Veía a Stuffy en el patio, intentando que Kiiro se levantase y jugase con él. Su ritual era que él gruñía, ladraba y le saltaba encima, entonces Kiiro le daba un patazo y Stuffy salía corriendo, esperando que el otro le persiguiese o algo, pero el otro se daba la vuelta e intentaba dormir de nuevo.
Olí algo, oí algo y me giré para recibir a mi madre en mi humilde tejada. Iba vestida de forma oficial, lo cual quería decir, traje completo de chunin de Uzushiogakure. Se iba de misión.
— ¿Cómo vas? — me preguntó sentándose en las tejas como yo.
— Te he dicho que estoy bien, mamá. Estoy vivo, vosotros estáis vivos, toda la villa está viva. Claro que no gracias a mi. — no me estaba compadeciendo de mi, me estaba autorecriminando lo que ellos me llevaban diciendo desde que se anunció el examen. — Debí haberme presentado.
— Me alegro de que no lo hicieras. — soltó, contradiciendo todas nuestras conversaciones anteriores.
— ¿¡Qué!? — flipé
— Lo que has oído, ¡imaginate que llegas a ser tú y no Datsue quien está frente a esa loca! No sé como se paró aquella cosa, pero sé que ninguno de nosotros hubiese podido hacerlo. Si te hubiese pasado algo, dentro de la propia villa, el único sitio que debería ser seguro para nosotros, yo...
Me pasó un brazo por encima de los hombros y me atrajo hacia ella, pegando su cabeza lateralmente con la mía. La dejé hacerlo, pero no hice nada, miraba al infinito. No sabía qué me escocía más, que mi madre me siguiese viendo como a un niño, que considerase a Datsue mejor que yo o que me considerase incapaz de lidiar con Aotsuki Ayame.
— ¿Qué va a pasar ahora?
¿Una guerra de bijuus? ¿Otra vez? ¿A eso se iba a reducir todo de nuevo? Porque tenía todos los papeles. Uzu por un lado, Ame por el otro, Kusa sin bijuu no representaba nada para nosotros. La paz era un recuerdo.
— No lo sé, Nabi. Puede que estalle una guerra mañana mismo o que no pase nada en absoluto durante años. Eso ya no depende de mi, sino de vosotros. Tu generación es la que decidirá lo que ocurre.
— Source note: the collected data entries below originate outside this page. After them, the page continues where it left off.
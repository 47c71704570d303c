use crate::tools::*;

/// Orthorectifies radar data using a range-Doppler approach so it aligns
/// with other geographic data.
pub struct ApplyGeometricTerrainCorrection {
    name: String,
    display_name: String,
    description: String,
    toolbox: String,
    alias: String,
    parameters: Vec<ToolParameter>,
    valid_environments: Vec<EnvironmentKey>,
    example_usage: String,
}

impl ApplyGeometricTerrainCorrection {
    pub fn new() -> ApplyGeometricTerrainCorrection {
        // public constructor
        let name = "ApplyGeometricTerrainCorrection".to_string();
        let display_name = "Apply Geometric Terrain Correction".to_string();
        let toolbox = "Synthetic Aperture Radar".to_string();
        let alias = "ia".to_string();
        let description =
            "Orthorectifies radar data using a digital elevation model, or the ellipsoid when none is given."
                .to_string();

        let mut parameters = vec![];
        parameters.push(ToolParameter {
            name: "Input Radar Data".to_owned(),
            flags: vec!["-i".to_owned(), "--in_radar_data".to_owned()],
            description: "The radar data to correct.".to_owned(),
            parameter_type: ParameterType::RasterDataset,
            direction: ParameterDirection::Required,
            default_value: None,
        });

        parameters.push(ToolParameter {
            name: "Output Radar Data".to_owned(),
            flags: vec!["-o".to_owned(), "--out_radar_data".to_owned()],
            description: "The corrected radar dataset to create.".to_owned(),
            parameter_type: ParameterType::RasterDataset,
            direction: ParameterDirection::Required,
            default_value: None,
        });

        parameters.push(ToolParameter {
            name: "DEM Raster".to_owned(),
            flags: vec!["--in_dem_raster".to_owned()],
            description: "The elevation model used for the correction.".to_owned(),
            parameter_type: ParameterType::RasterDataset,
            direction: ParameterDirection::Optional,
            default_value: None,
        });

        parameters.push(ToolParameter {
            name: "Apply Geoid Correction".to_owned(),
            flags: vec!["--geoid".to_owned()],
            description:
                "Converts orthometric DEM heights to ellipsoidal heights before correction."
                    .to_owned(),
            parameter_type: ParameterType::Boolean,
            direction: ParameterDirection::Optional,
            default_value: Some("true".to_owned()),
        });

        let valid_environments = vec![
            EnvironmentKey::Workspace,
            EnvironmentKey::ScratchWorkspace,
            EnvironmentKey::Extent,
            EnvironmentKey::CellSize,
            EnvironmentKey::SnapRaster,
            EnvironmentKey::OutputCoordinateSystem,
            EnvironmentKey::Compression,
            EnvironmentKey::Pyramid,
            EnvironmentKey::Nodata,
            EnvironmentKey::ParallelProcessingFactor,
        ];

        let usage = example_usage(
            &name,
            "-i=s1_grd.crf -o=s1_gtc.crf --in_dem_raster=glo30.crf --geoid=true",
        );

        ApplyGeometricTerrainCorrection {
            name: name,
            display_name: display_name,
            description: description,
            toolbox: toolbox,
            alias: alias,
            parameters: parameters,
            valid_environments: valid_environments,
            example_usage: usage,
        }
    }
}

impl GeoprocessingTool for ApplyGeometricTerrainCorrection {
    fn get_source_file(&self) -> String {
        String::from(file!())
    }

    fn get_tool_name(&self) -> String {
        self.name.clone()
    }

    fn get_display_name(&self) -> String {
        self.display_name.clone()
    }

    fn get_tool_description(&self) -> String {
        self.description.clone()
    }

    fn get_toolbox(&self) -> String {
        self.toolbox.clone()
    }

    fn get_alias(&self) -> String {
        self.alias.clone()
    }

    fn parameters(&self) -> &[ToolParameter] {
        &self.parameters
    }

    fn valid_environments(&self) -> &[EnvironmentKey] {
        &self.valid_environments
    }

    fn get_example_usage(&self) -> String {
        self.example_usage.clone()
    }
}
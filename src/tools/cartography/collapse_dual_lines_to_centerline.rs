use crate::tools::*;

/// Derives centerlines from paired line features such as road casings.
pub struct CollapseDualLinesToCenterline {
    name: String,
    display_name: String,
    description: String,
    toolbox: String,
    alias: String,
    parameters: Vec<ToolParameter>,
    valid_environments: Vec<EnvironmentKey>,
    example_usage: String,
}

impl CollapseDualLinesToCenterline {
    pub fn new() -> CollapseDualLinesToCenterline {
        // public constructor
        let name = "CollapseDualLinesToCenterline".to_string();
        let display_name = "Collapse Dual Lines To Centerline".to_string();
        let toolbox = "Cartography".to_string();
        let alias = "cartography".to_string();
        let description =
            "Derives centerlines from dual-line features, such as road casings, within a width range."
                .to_string();

        let mut parameters = vec![];
        parameters.push(ToolParameter {
            name: "Input Features".to_owned(),
            flags: vec!["-i".to_owned(), "--in_features".to_owned()],
            description: "The dual-line features to collapse.".to_owned(),
            parameter_type: ParameterType::FeatureLayer(GeometryType::Line),
            direction: ParameterDirection::Required,
            default_value: None,
        });

        parameters.push(ToolParameter {
            name: "Output Feature Class".to_owned(),
            flags: vec!["-o".to_owned(), "--out_feature_class".to_owned()],
            description: "The centerline feature class to create.".to_owned(),
            parameter_type: ParameterType::FeatureClass(GeometryType::Line),
            direction: ParameterDirection::Required,
            default_value: None,
        });

        parameters.push(ToolParameter {
            name: "Maximum Width".to_owned(),
            flags: vec!["--maximum_width".to_owned()],
            description: "The maximum separation of dual lines eligible for collapse.".to_owned(),
            parameter_type: ParameterType::LinearUnit,
            direction: ParameterDirection::Required,
            default_value: None,
        });

        parameters.push(ToolParameter {
            name: "Minimum Width".to_owned(),
            flags: vec!["--minimum_width".to_owned()],
            description: "The minimum separation of dual lines eligible for collapse.".to_owned(),
            parameter_type: ParameterType::LinearUnit,
            direction: ParameterDirection::Optional,
            default_value: Some("0 Unknown".to_owned()),
        });

        let valid_environments = vec![
            EnvironmentKey::Workspace,
            EnvironmentKey::ScratchWorkspace,
            EnvironmentKey::Extent,
            EnvironmentKey::OutputCoordinateSystem,
            EnvironmentKey::XyResolution,
            EnvironmentKey::XyTolerance,
        ];

        let usage = example_usage(
            &name,
            "-i=road_casings -o=gis.gdb/road_centerlines --maximum_width='20 Meters'",
        );

        CollapseDualLinesToCenterline {
            name: name,
            display_name: display_name,
            description: description,
            toolbox: toolbox,
            alias: alias,
            parameters: parameters,
            valid_environments: valid_environments,
            example_usage: usage,
        }
    }
}

impl GeoprocessingTool for CollapseDualLinesToCenterline {
    fn get_source_file(&self) -> String {
        String::from(file!())
    }

    fn get_tool_name(&self) -> String {
        self.name.clone()
    }

    fn get_display_name(&self) -> String {
        self.display_name.clone()
    }

    fn get_tool_description(&self) -> String {
        self.description.clone()
    }

    fn get_toolbox(&self) -> String {
        self.toolbox.clone()
    }

    fn get_alias(&self) -> String {
        self.alias.clone()
    }

    fn parameters(&self) -> &[ToolParameter] {
        &self.parameters
    }

    fn valid_environments(&self) -> &[EnvironmentKey] {
        &self.valid_environments
    }

    fn get_example_usage(&self) -> String {
        self.example_usage.clone()
    }
}
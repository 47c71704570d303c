use crate::tools::*;

/// Converts radar data between amplitude, intensity, and decibel scalings.
pub struct ConvertSARUnits {
    name: String,
    display_name: String,
    description: String,
    toolbox: String,
    alias: String,
    parameters: Vec<ToolParameter>,
    valid_environments: Vec<EnvironmentKey>,
    example_usage: String,
}

impl ConvertSARUnits {
    pub fn new() -> ConvertSARUnits {
        // public constructor
        let name = "ConvertSARUnits".to_string();
        let display_name = "Convert SAR Units".to_string();
        let toolbox = "Synthetic Aperture Radar".to_string();
        let alias = "ia".to_string();
        let description =
            "Converts radar data between amplitude, intensity, and decibel scalings.".to_string();

        let mut parameters = vec![];
        parameters.push(ToolParameter {
            name: "Input Radar Data".to_owned(),
            flags: vec!["-i".to_owned(), "--in_radar_data".to_owned()],
            description: "The radar data to convert.".to_owned(),
            parameter_type: ParameterType::RasterDataset,
            direction: ParameterDirection::Required,
            default_value: None,
        });

        parameters.push(ToolParameter {
            name: "Output Radar Data".to_owned(),
            flags: vec!["-o".to_owned(), "--out_radar_data".to_owned()],
            description: "The converted radar dataset to create.".to_owned(),
            parameter_type: ParameterType::RasterDataset,
            direction: ParameterDirection::Required,
            default_value: None,
        });

        parameters.push(ToolParameter {
            name: "Conversion Type".to_owned(),
            flags: vec!["--conversion_type".to_owned()],
            description: "The scaling conversion to apply.".to_owned(),
            parameter_type: ParameterType::CodedValue(CodedValueDomain::new(
                "conversion_type",
                &[
                    ("LINEAR_TO_DB", "Linear power to decibels"),
                    ("DB_TO_LINEAR", "Decibels to linear power"),
                    ("AMPLITUDE_TO_INTENSITY", "Amplitude to intensity"),
                    ("INTENSITY_TO_AMPLITUDE", "Intensity to amplitude"),
                ],
            )),
            direction: ParameterDirection::Optional,
            default_value: Some("LINEAR_TO_DB".to_owned()),
        });

        let valid_environments = vec![
            EnvironmentKey::Workspace,
            EnvironmentKey::ScratchWorkspace,
            EnvironmentKey::Extent,
            EnvironmentKey::Compression,
            EnvironmentKey::Pyramid,
            EnvironmentKey::Nodata,
            EnvironmentKey::ParallelProcessingFactor,
        ];

        let usage = example_usage(
            &name,
            "-i=s1_gamma_rtf.crf -o=s1_gamma_db.crf --conversion_type=LINEAR_TO_DB",
        );

        ConvertSARUnits {
            name: name,
            display_name: display_name,
            description: description,
            toolbox: toolbox,
            alias: alias,
            parameters: parameters,
            valid_environments: valid_environments,
            example_usage: usage,
        }
    }
}

impl GeoprocessingTool for ConvertSARUnits {
    fn get_source_file(&self) -> String {
        String::from(file!())
    }

    fn get_tool_name(&self) -> String {
        self.name.clone()
    }

    fn get_display_name(&self) -> String {
        self.display_name.clone()
    }

    fn get_tool_description(&self) -> String {
        self.description.clone()
    }

    fn get_toolbox(&self) -> String {
        self.toolbox.clone()
    }

    fn get_alias(&self) -> String {
        self.alias.clone()
    }

    fn parameters(&self) -> &[ToolParameter] {
        &self.parameters
    }

    fn valid_environments(&self) -> &[EnvironmentKey] {
        &self.valid_environments
    }

    fn get_example_usage(&self) -> String {
        self.example_usage.clone()
    }
}
use crate::tools::*;

/// Validates the dirty areas of a topology: snaps vertices within the
/// cluster tolerance and checks every rule, recording violations as errors.
pub struct ValidateTopology {
    name: String,
    display_name: String,
    description: String,
    toolbox: String,
    alias: String,
    parameters: Vec<ToolParameter>,
    valid_environments: Vec<EnvironmentKey>,
    example_usage: String,
}

impl ValidateTopology {
    pub fn new() -> ValidateTopology {
        // public constructor
        let name = "ValidateTopology".to_string();
        let display_name = "Validate Topology".to_string();
        let toolbox = "Topology".to_string();
        let alias = "management".to_string();
        let description =
            "Validates a topology's dirty areas, recording rule violations as errors.".to_string();

        let mut parameters = vec![];
        parameters.push(ToolParameter {
            name: "Input Topology".to_owned(),
            flags: vec!["-i".to_owned(), "--in_topology".to_owned()],
            description: "The topology to validate.".to_owned(),
            parameter_type: ParameterType::Topology,
            direction: ParameterDirection::Required,
            default_value: None,
        });

        parameters.push(ToolParameter {
            name: "Visible Extent".to_owned(),
            flags: vec!["--visible_extent".to_owned()],
            description: "Whether to validate the full extent or only the analysis extent."
                .to_owned(),
            parameter_type: ParameterType::CodedValue(CodedValueDomain::new(
                "visible_extent",
                &[
                    ("Full_Extent", "Validate the entire topology extent"),
                    ("Visible_Extent", "Validate only the current analysis extent"),
                ],
            )),
            direction: ParameterDirection::Optional,
            default_value: Some("Full_Extent".to_owned()),
        });

        parameters.push(ToolParameter {
            name: "Updated Topology".to_owned(),
            flags: vec![],
            description: "The topology updated by the engine.".to_owned(),
            parameter_type: ParameterType::Topology,
            direction: ParameterDirection::Derived,
            default_value: None,
        });

        let valid_environments = vec![
            EnvironmentKey::Workspace,
            EnvironmentKey::ScratchWorkspace,
            EnvironmentKey::Extent,
            EnvironmentKey::AutoCommit,
        ];

        let usage = example_usage(
            &name,
            "-i=gis.gdb/landbase/landbase_topology --visible_extent=Full_Extent",
        );

        ValidateTopology {
            name: name,
            display_name: display_name,
            description: description,
            toolbox: toolbox,
            alias: alias,
            parameters: parameters,
            valid_environments: valid_environments,
            example_usage: usage,
        }
    }
}

impl GeoprocessingTool for ValidateTopology {
    fn get_source_file(&self) -> String {
        String::from(file!())
    }

    fn get_tool_name(&self) -> String {
        self.name.clone()
    }

    fn get_display_name(&self) -> String {
        self.display_name.clone()
    }

    fn get_tool_description(&self) -> String {
        self.description.clone()
    }

    fn get_toolbox(&self) -> String {
        self.toolbox.clone()
    }

    fn get_alias(&self) -> String {
        self.alias.clone()
    }

    fn parameters(&self) -> &[ToolParameter] {
        &self.parameters
    }

    fn valid_environments(&self) -> &[EnvironmentKey] {
        &self.valid_environments
    }

    fn get_example_usage(&self) -> String {
        self.example_usage.clone()
    }
}
use crate::tools::*;

/// Adds a feature class to a topology. Ranks control which features move
/// toward which during cluster snapping.
pub struct AddFeatureClassToTopology {
    name: String,
    display_name: String,
    description: String,
    toolbox: String,
    alias: String,
    parameters: Vec<ToolParameter>,
    valid_environments: Vec<EnvironmentKey>,
    example_usage: String,
}

impl AddFeatureClassToTopology {
    pub fn new() -> AddFeatureClassToTopology {
        // public constructor
        let name = "AddFeatureClassToTopology".to_string();
        let display_name = "Add Feature Class To Topology".to_string();
        let toolbox = "Topology".to_string();
        let alias = "management".to_string();
        let description = "Adds a feature class to a topology.".to_string();

        let mut parameters = vec![];
        parameters.push(ToolParameter {
            name: "Input Topology".to_owned(),
            flags: vec!["-i".to_owned(), "--in_topology".to_owned()],
            description: "The topology the feature class is added to.".to_owned(),
            parameter_type: ParameterType::Topology,
            direction: ParameterDirection::Required,
            default_value: None,
        });

        parameters.push(ToolParameter {
            name: "Input Feature Class".to_owned(),
            flags: vec!["--in_featureclass".to_owned()],
            description:
                "The feature class to add. It must reside in the topology's feature dataset."
                    .to_owned(),
            parameter_type: ParameterType::FeatureClass(GeometryType::Any),
            direction: ParameterDirection::Required,
            default_value: None,
        });

        parameters.push(ToolParameter {
            name: "XY Rank".to_owned(),
            flags: vec!["--xy_rank".to_owned()],
            description: "The horizontal snapping rank, 1 being most accurate.".to_owned(),
            parameter_type: ParameterType::Long,
            direction: ParameterDirection::Optional,
            default_value: Some("1".to_owned()),
        });

        parameters.push(ToolParameter {
            name: "Z Rank".to_owned(),
            flags: vec!["--z_rank".to_owned()],
            description: "The vertical snapping rank, 1 being most accurate.".to_owned(),
            parameter_type: ParameterType::Long,
            direction: ParameterDirection::Optional,
            default_value: Some("1".to_owned()),
        });

        parameters.push(ToolParameter {
            name: "Updated Topology".to_owned(),
            flags: vec![],
            description: "The topology updated by the engine.".to_owned(),
            parameter_type: ParameterType::Topology,
            direction: ParameterDirection::Derived,
            default_value: None,
        });

        let valid_environments = vec![
            EnvironmentKey::Workspace,
            EnvironmentKey::ScratchWorkspace,
            EnvironmentKey::AutoCommit,
        ];

        let usage = example_usage(
            &name,
            "-i=gis.gdb/landbase/landbase_topology --in_featureclass=parcels --xy_rank=1",
        );

        AddFeatureClassToTopology {
            name: name,
            display_name: display_name,
            description: description,
            toolbox: toolbox,
            alias: alias,
            parameters: parameters,
            valid_environments: valid_environments,
            example_usage: usage,
        }
    }
}

impl GeoprocessingTool for AddFeatureClassToTopology {
    fn get_source_file(&self) -> String {
        String::from(file!())
    }

    fn get_tool_name(&self) -> String {
        self.name.clone()
    }

    fn get_display_name(&self) -> String {
        self.display_name.clone()
    }

    fn get_tool_description(&self) -> String {
        self.description.clone()
    }

    fn get_toolbox(&self) -> String {
        self.toolbox.clone()
    }

    fn get_alias(&self) -> String {
        self.alias.clone()
    }

    fn parameters(&self) -> &[ToolParameter] {
        &self.parameters
    }

    fn valid_environments(&self) -> &[EnvironmentKey] {
        &self.valid_environments
    }

    fn get_example_usage(&self) -> String {
        self.example_usage.clone()
    }
}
Al fin y al cabo, sois los que tenéis el verdadero poder en todo esto.
Por un momento, sonó filosófico y profundo, como si todos nosotros, los jóvenes, fuéramos personajes principales o algo, luego comprendí que se refería a que los dos jinchurikis de la villa eran de nuestra generación y se me pasó. Se separó y se levantó, estirando un poco los músculos.
— Bueno, marcho de misión, volveré en un par de días. Tu padre mañana tiene misión también, así que tendrás que cuidar de Kiiro. Nada de hacer fiestas en casa, eh.
Se rió de mi antes de irse saltando de tejado en tejado.
Cuando ves a tu madre, que debería tener un aspecto de vieja que no se lo aguantase, con aspecto de acabar de cumplir veinte años saltando tan alegremente hacia su misión, mientras tu padre no hace más que quejarse de huesos que no sabes ni donde están, en ese preciso instante te das cuenta de que has heredado los genes malos de la familia.
Y ahí acaba todo. Al final no hubo una reflexión profunda, no hubo una gran verdad reveladora que me hizo enderezarme, fueron los palazos de la vida los que me pusieron en el camino que nunca quise recorrer. Había hecho lo imposible para evitarlo, había parado los relojes, había movido atrás las manecillas, había cerrado los ojos para no verlo. Pero ahí estaba, tocaban las campanadas que lo anunciaban.
Había llegado la hora. La indeseable hora de madurar.